A federal judge overseeing a $30 billion preliminary swipe-fees settlement between Mastercard, Visa and retailers formally rejected the deal Tuesday. Mastercard and Visa, two of the world’s largest credit card networks, reached their proposed multi-billion antitrust settlement with US merchants in March. The settlement would lower swipe fees, or interchange fees, that a retailer must pay when a customer makes a purchase using their card. The details of Tuesday’s ruling made by Judge Margo Brodie of the US District Court of the Eastern District of New York have not been made public. But a memo released by the court on Tuesday said that she was “not likely to grant final approval” to the preliminary settlement absent any changes.

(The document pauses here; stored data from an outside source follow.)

//! Print one user's relocation dashboard, projected over the seed fixture.
#![cfg_attr(not(any(test, doctest)), deny(clippy::unwrap_used))]
#![cfg_attr(not(any(test, doctest)), deny(clippy::expect_used))]

use std::ffi::OsString;
use std::io;
use std::path::PathBuf;
use std::sync::Arc;

use clap::Parser;
use mockable::{Clock, DefaultClock};
use moveitright::WorkflowSettings;
use moveitright::domain::ports::RelocationQuery;
use moveitright::domain::{
    DashboardQuery, Error, RelocationWorkflowService, StatusFilter, UserId, WorkflowNotification,
};
use moveitright::outbound::memory::TracingNotificationSink;
use moveitright::outbound::seed::SeedFixture;
use ortho_config::OrthoConfig;
use tokio::runtime::Builder;
use tracing::warn;
use tracing_subscriber::{EnvFilter, fmt};

/// `relocation-dashboard` command arguments.
#[derive(Debug, Clone, Parser)]
#[command(
    name = "relocation-dashboard",
    about = "Print the relocation dashboard a user would see, as JSON",
    version
)]
struct CliArgs {
    /// Identifier of the user whose dashboard is projected.
    #[arg(long = "user-id", value_name = "id")]
    user_id: String,
    /// Status tab applied on top of the role projection.
    #[arg(long = "filter", value_name = "tab", default_value = "all")]
    filter: StatusFilter,
    /// Case-insensitive search on request number, asset or requester.
    #[arg(long = "search", value_name = "text")]
    search: Option<String>,
    /// Seed fixture path. Falls back to `RELOCATION_SEED_PATH`.
    #[arg(long = "seed", value_name = "path")]
    seed: Option<PathBuf>,
}

fn main() -> io::Result<()> {
    if let Err(e) = fmt()
        .with_env_filter(EnvFilter::from_default_env())
        .with_writer(io::stderr)
        .json()
        .try_init()
    {
        warn!(error = %e, "tracing init failed");
    }

    let runtime = Builder::new_current_thread()
        .enable_all()
        .build()
        .map_err(|error| io::Error::other(format!("create Tokio runtime: {error}")))?;
    runtime.block_on(async_main())
}

async fn async_main() -> io::Result<()> {
    let args = CliArgs::try_parse().map_err(io::Error::other)?;
    let settings = WorkflowSettings::load_from_iter([OsString::from("relocation-dashboard")])
        .map_err(|error| io::Error::other(format!("load settings: {error}")))?;
    let rules = settings
        .rules()
        .map_err(|error| io::Error::new(io::ErrorKind::InvalidInput, error.to_string()))?;
    let seed_path = args.seed.clone().unwrap_or_else(|| settings.seed_path());
    let seed = SeedFixture::load(&seed_path)
        .map_err(|error| io::Error::new(io::ErrorKind::InvalidData, error.to_string()))?;

    let clock: Arc<dyn Clock> = Arc::new(DefaultClock);
    let user_id = UserId::new(&args.user_id)
        .map_err(|error| io::Error::new(io::ErrorKind::InvalidInput, error.to_string()))?;
    let Some(user) = seed.find_user(&user_id).cloned() else {
        return Err(report(
            &Error::not_found(format!("user {user_id} not found")),
            clock.as_ref(),
        ));
    };

    let service = RelocationWorkflowService::new(
        Arc::new(seed.repository()),
        Arc::new(seed.catalogue()),
        Arc::new(TracingNotificationSink),
        Arc::clone(&clock),
        rules,
    );
    let query = DashboardQuery {
        filter: args.filter,
        search: args.search,
    };
    let summary = service
        .dashboard(&user, &query)
        .await
        .map_err(|error| report(&error, clock.as_ref()))?;

    let rendered = serde_json::to_string_pretty(&summary)
        .map_err(|error| io::Error::other(format!("render dashboard: {error}")))?;
    println!("{rendered}");
    Ok(())
}

/// Print the rejection as a notification on stderr and turn it into an
/// I/O error for the exit status.
fn report(error: &Error, clock: &dyn Clock) -> io::Error {
    let notification = WorkflowNotification::from_error(error, clock.utc());
    match serde_json::to_string(&notification) {
        Ok(rendered) => eprintln!("{rendered}"),
        Err(render_error) => warn!(error = %render_error, "failed to render notification"),
    }
    io::Error::other(error.to_string())
}

#[cfg(test)]
mod tests {
    //! Unit tests for CLI parsing.

    use clap::Parser;
    use rstest::rstest;

    use super::{CliArgs, StatusFilter};

    #[rstest]
    fn filter_defaults_to_all() {
        let args = CliArgs::try_parse_from(["relocation-dashboard", "--user-id", "5"])
            .expect("arguments parse");
        assert_eq!(args.filter, StatusFilter::All);
        assert_eq!(args.user_id, "5");
        assert!(args.search.is_none());
    }

    #[rstest]
    fn filter_accepts_tab_names() {
        let args = CliArgs::try_parse_from([
            "relocation-dashboard",
            "--user-id",
            "4",
            "--filter",
            "external",
            "--search",
            "server",
        ])
        .expect("arguments parse");
        assert_eq!(args.filter, StatusFilter::External);
        assert_eq!(args.search.as_deref(), Some("server"));
    }

    #[rstest]
    fn unknown_filter_is_rejected() {
        assert!(
            CliArgs::try_parse_from(["relocation-dashboard", "--user-id", "4", "--filter", "soon"])
                .is_err()
        );
    }
}
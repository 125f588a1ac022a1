//! Asset relocation workflow library modules.

pub mod config;
pub mod domain;
pub mod outbound;

pub use config::WorkflowSettings;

Retailers typically are charged 2% of the total customer transaction in swipe fees — but they can be as much as 4% for some premium rewards cards, according to industry estimates. The proposed settlement would have lowered those fees by at least 0.04% percentage points for a minimum of three years. The proposed settlement, which hinged on final approval from the Eastern District of New York, resulted from a longstanding antitrust class-action lawsuit in 2005. In the suit, merchants alleged that the card companies and the banks that issue cards with them colluded to charge businesses inflated swipe fees and prevented them from directing their customers to other, cheaper payment options.